Francisco Cerúndolo volvió a dejar en claro que su tenis está hecho para los grandes escenarios del circuito internacional. En un encuentro sumamente cambiante, repleto de dramatismo y disputado con el cuchillo entre los dientes en la mítica Andy Murray Arena, el tenista argentino se metió en la gran final del ATP 500 de Queen's tras vencer al estadounidense Brandon Nakashima por 6-7, 6-3 y 6-4.
El arranque del partido fue una muestra de lo que fue toda la jornada en la capital inglesa: paridad extrema, peloteos intensos desde el fondo de la cancha y nulo margen de error para los encargados de sacar.

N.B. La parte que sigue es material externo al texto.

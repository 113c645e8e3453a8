// src/crawl/state.rs
// =============================================================================
// Who owns the crawl data, and when.
//
// - CrawlState: owned mutably by the scheduler while crawling. Records can only
//   be appended, and only for identifiers not seen before.
// - ProfileStore: what CrawlState turns into once the crawl is over. It has no
//   mutating methods, so the post-crawl passes can only read it.
//
// The visited set maps each identifier to its position in the store. It is
// the only thing that decides whether a profile has been seen before.
// =============================================================================

use crate::error::TableError;
use crate::profile::ProfileRecord;
use std::collections::HashMap;

/// Every identifier added to the store, with its position
#[derive(Debug, Clone, Default)]
pub struct VisitedSet {
    index: HashMap<String, usize>,
}

impl VisitedSet {
    pub fn contains(&self, id: &str) -> bool {
        self.index.contains_key(id)
    }

    pub fn index_of(&self, id: &str) -> Option<usize> {
        self.index.get(id).copied()
    }

    pub fn len(&self) -> usize {
        self.index.len()
    }
}

/// Crawl-phase state: append-only records plus the visited set
#[derive(Debug, Default)]
pub struct CrawlState {
    records: Vec<ProfileRecord>,
    visited: VisitedSet,
}

impl CrawlState {
    pub fn new() -> Self {
        Self::default()
    }

    pub fn visited(&self) -> &VisitedSet {
        &self.visited
    }

    /// Appends a record and marks its identifier as visited
    ///
    /// Returns false (and stores nothing) if the identifier was already visited.
    pub fn record(&mut self, record: ProfileRecord) -> bool {
        if self.visited.contains(&record.dest_id) {
            return false;
        }
        self.visited
            .index
            .insert(record.dest_id.clone(), self.records.len());
        self.records.push(record);
        true
    }

    /// Ends the crawl phase
    pub fn finish(self) -> ProfileStore {
        ProfileStore {
            records: self.records,
            visited: self.visited,
        }
    }
}

/// Read-only view of a finished crawl
#[derive(Debug, Clone)]
pub struct ProfileStore {
    records: Vec<ProfileRecord>,
    visited: VisitedSet,
}

impl ProfileStore {
    /// Rebuilds a store from records loaded off disk
    pub fn from_records(records: Vec<ProfileRecord>) -> Result<Self, TableError> {
        let mut state = CrawlState::new();
        for record in records {
            let id = record.dest_id.clone();
            if !state.record(record) {
                return Err(TableError::DuplicateProfile(id));
            }
        }
        Ok(state.finish())
    }

    pub fn records(&self) -> &[ProfileRecord] {
        &self.records
    }

    pub fn visited(&self) -> &VisitedSet {
        &self.visited
    }

    pub fn len(&self) -> usize {
        self.records.len()
    }

    pub fn get(&self, id: &str) -> Option<&ProfileRecord> {
        self.visited.index_of(id).map(|i| &self.records[i])
    }

    /// Position of the root record (the one nobody led us to)
    pub fn root_index(&self) -> Option<usize> {
        self.records.iter().position(|r| r.is_root())
    }

    /// Deepest crawl level that actually got stored
    pub fn max_tree_degree(&self) -> usize {
        self.records
            .iter()
            .map(|r| r.tree_degree)
            .max()
            .unwrap_or(0)
    }
}
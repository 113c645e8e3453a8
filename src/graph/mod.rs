// src/graph/mod.rs
// =============================================================================
// Post-crawl analysis. Nothing in here fetches pages: both passes only read a
// finished ProfileStore.
//
// Submodules:
// - connect: which references point at visited profiles (graph edges)
// - degree: breadth-first distance from the root over those edges
// =============================================================================

mod connect;
mod degree;

pub use connect::Connections;
pub use degree::compute_degrees;
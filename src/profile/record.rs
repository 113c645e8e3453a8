// src/profile/record.rs
// =============================================================================
// The data we keep about every profile we visit.
//
// A record is created exactly once, when its page is fetched, and never
// changes afterwards. The values derived after the crawl (which references
// point at visited profiles, and the graph degree) live next to the store,
// not inside the record, so nothing can edit what was observed.
// =============================================================================

use std::collections::BTreeSet;

/// Picture shown for profiles whose page had no photo
pub const DEFAULT_PICTURE_URL: &str = "https://i2.wp.com/molddrsusa.com/wp-content/uploads/2015/11/profile-empty.png.250x250_q85_crop.jpg?ssl=1";

/// Descriptive fields scraped from a profile page
///
/// Every field is optional: a missing page element is recorded as None
/// instead of failing the fetch.
#[derive(Debug, Clone, Default, PartialEq, Eq)]
pub struct ProfileDetails {
    pub name: Option<String>,
    pub title: Option<String>,
    pub company: Option<String>,
    pub location: Option<String>,
    pub school: Option<String>,
    pub picture: Option<String>,
}

impl ProfileDetails {
    /// Short "title @ company" line used by the node/edge export
    pub fn description(&self) -> String {
        format!(
            "{} @ {}",
            self.title.as_deref().unwrap_or("-"),
            self.company.as_deref().unwrap_or("-")
        )
    }

    /// Picture URL, falling back to the placeholder
    pub fn picture_or_default(&self) -> &str {
        self.picture.as_deref().unwrap_or(DEFAULT_PICTURE_URL)
    }
}

/// One visited profile
#[derive(Debug, Clone, PartialEq, Eq)]
pub struct ProfileRecord {
    /// Profile that led us here (None for the root)
    pub source_id: Option<String>,
    /// This profile's identifier, unique within a store
    pub dest_id: String,
    pub details: ProfileDetails,
    /// Every profile identifier referenced on the page, unfiltered
    pub dest_childs: BTreeSet<String>,
    /// Crawl level at which the profile was fetched (root = 0)
    pub tree_degree: usize,
}

impl ProfileRecord {
    /// A record for a page we could not read
    ///
    /// It still takes part in the post-crawl passes, it just has no
    /// references and no descriptive fields.
    pub fn unreadable(source_id: Option<String>, dest_id: String, tree_degree: usize) -> Self {
        Self {
            source_id,
            dest_id,
            details: ProfileDetails::default(),
            dest_childs: BTreeSet::new(),
            tree_degree,
        }
    }

    pub fn is_root(&self) -> bool {
        self.source_id.is_none()
    }
}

Esta paridad absoluta obligó a estirar el primer capítulo hasta un tie-break milimétrico. En el desempate, el norteamericano se mostró un paso más firme, calibró mejor su devolución en los puntos clave y se terminó adjudicando la primera manga por un ajustadísimo 7 (5) - 6.
Fiel al estilo batallador y temperamental que lo caracteriza, el mayor de los hermanos Cerúndolo no acusó el impacto anímico de haber quedado set abajo tras semejante desgaste físico. La raqueta número uno de la delegación nacional saltó al segundo set con una postura mucho más ofensiva.
El planteo táctico dio sus frutos rápidamente. Cerúndolo consiguió romper el ritmo del estadounidense, hilvanó tiros profundos que forzaron los errores de su rival y dominó el trámite con autoridad para estampar un claro 6-3.